Configuration files for various parts of the processing pipeline.
Files are numbered so that they appear in the same order (roughly) as they are needed to run the processing.
-
0-pipeline.sh
-- Master configuration file, contains parameters that are generic to the entire pipeline. Set the environment variable $MASTER_CONFIG_FILE to the location of this file. -
2-pair-conf.sh
-- Parameters that control (word-)pair counting.

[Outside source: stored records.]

use std::net::SocketAddr;
use std::sync::Arc;

use axum::{
    extract::DefaultBodyLimit,
    routing::{get, post},
    Router,
};
use hireflow_backend::{
    config::{get_config, init_config},
    middleware::cors::permissive_cors,
    routes,
    store::{postgres, seed, PgStore, Store},
    AppState,
};
use tokio::net::TcpListener;
use tower_http::trace::TraceLayer;
use tracing::info;

#[tokio::main]
async fn main() -> anyhow::Result<()> {
    tracing_subscriber::fmt::init();
    init_config()?;
    let config = get_config();

    let store: Arc<dyn Store> = match &config.database_url {
        Some(database_url) => {
            let pool = postgres::create_pool(database_url).await?;
            sqlx::migrate!("./migrations").run(&pool).await?;
            info!("Using Postgres-backed store");
            Arc::new(PgStore::new(pool))
        }
        None => {
            info!("DATABASE_URL not set, using seeded in-memory store");
            Arc::new(seed::seeded_store().await)
        }
    };

    let app_state = AppState::new(store);

    let base_routes = Router::new().route("/health", get(routes::health::health));

    let api = Router::new()
        .route(
            "/api/jobs",
            get(routes::job_routes::list_jobs).post(routes::job_routes::create_job),
        )
        .route(
            "/api/jobs/:id",
            get(routes::job_routes::get_job)
                .patch(routes::job_routes::update_job)
                .delete(routes::job_routes::delete_job),
        )
        .route("/api/jobs/:id/screen", post(routes::job_routes::screen_job))
        .route(
            "/api/candidates",
            get(routes::candidate_routes::list_candidates)
                .post(routes::candidate_routes::create_candidate),
        )
        .route(
            "/api/candidates/:id",
            get(routes::candidate_routes::get_candidate)
                .patch(routes::candidate_routes::update_candidate)
                .delete(routes::candidate_routes::delete_candidate),
        )
        .route(
            "/api/interviews",
            get(routes::interview_routes::list_interviews),
        )
        .route(
            "/api/interviews/:id",
            get(routes::interview_routes::get_interview),
        )
        .route(
            "/api/interviews/schedule",
            post(routes::interview_routes::schedule_interviews),
        )
        .route(
            "/api/prescreen/schedule",
            post(routes::interview_routes::schedule_prescreens),
        )
        .route(
            "/api/emails/send",
            post(routes::template_routes::send_emails),
        )
        .route(
            "/api/email-templates",
            get(routes::template_routes::list_templates)
                .post(routes::template_routes::create_template),
        )
        .route(
            "/api/email-templates/:id",
            get(routes::template_routes::get_template)
                .patch(routes::template_routes::update_template)
                .delete(routes::template_routes::delete_template),
        )
        .route(
            "/api/external/jobs",
            get(routes::external::list_external_jobs),
        )
        .route(
            "/api/external/candidates",
            get(routes::external::list_external_candidates),
        )
        .layer(axum::middleware::from_fn_with_state(
            hireflow_backend::middleware::rate_limit::new_rps_state(config.api_rps),
            hireflow_backend::middleware::rate_limit::rps_middleware,
        ));

    let webhook = Router::new()
        .route(
            "/webhook/submit-application",
            post(routes::webhook_proxy::submit_application),
        )
        .route(
            "/webhook/test-proxy",
            get(routes::webhook_proxy::test_proxy),
        )
        .layer(axum::middleware::from_fn_with_state(
            hireflow_backend::middleware::rate_limit::new_rps_state(config.webhook_rps),
            hireflow_backend::middleware::rate_limit::rps_middleware,
        ));

    let app = base_routes
        .merge(api)
        .merge(webhook)
        .with_state(app_state)
        .layer(permissive_cors())
        .layer(TraceLayer::new_for_http())
        .layer(DefaultBodyLimit::max(10 * 1024 * 1024));

    let addr: SocketAddr = config.server_address.parse()?;
    info!("Server listening on {}", addr);
    let listener = TcpListener::bind(addr).await?;
    axum::serve(listener, app).await?;

    Ok(())
}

The following two directories are copied (by make install
) to
/usr/local/share/link-grammar
, so that Link Grammar can find them.
-
dict-pair
-- Directory containing a Link Grammar dictionary that allows Link Grammar to use word-pair data held in the AtomSpace. The resulting parses will be Maximum Planar Graph (MPG) parses. -
dict-combined
-- Directory containing a Link Grammar dictionary that allows Link Grammar to use grammatical info held in the AtomSpace. This includes both word-pair MI data, as well as disjunct data. If the AtomSpace contains only word-pair data, then the resulting parses will be Maximum Planar Graph (MPG) parses. If it also contains disjunct data, then those will be used preferentially, with word-pair data making up for missing disjuncts. -
3-mpg-conf.sh
-- Parameters that control MST/MPG parsing and disjunct counting. -
4-gram-conf.sh
-- Grammatical clustering.
What is the best way to automate complex data processing pipelines? I don't know. For now, an ad hoc collection of shell scripts is used. Perhaps one of the following systems would be better?
-
Common Workflow Language
apt install cwltool
-- the documentation reveals that it is very verbose. It also does not seem to offer a way of storing config parameters... -
Something from the Awesome Pipeline list.
The above all seem far too complicated. This project needs something simple, basic, easy-to-set-up, easy-to-undertand, easy-to-modify. So, for now, stick to plain-old bash scripts.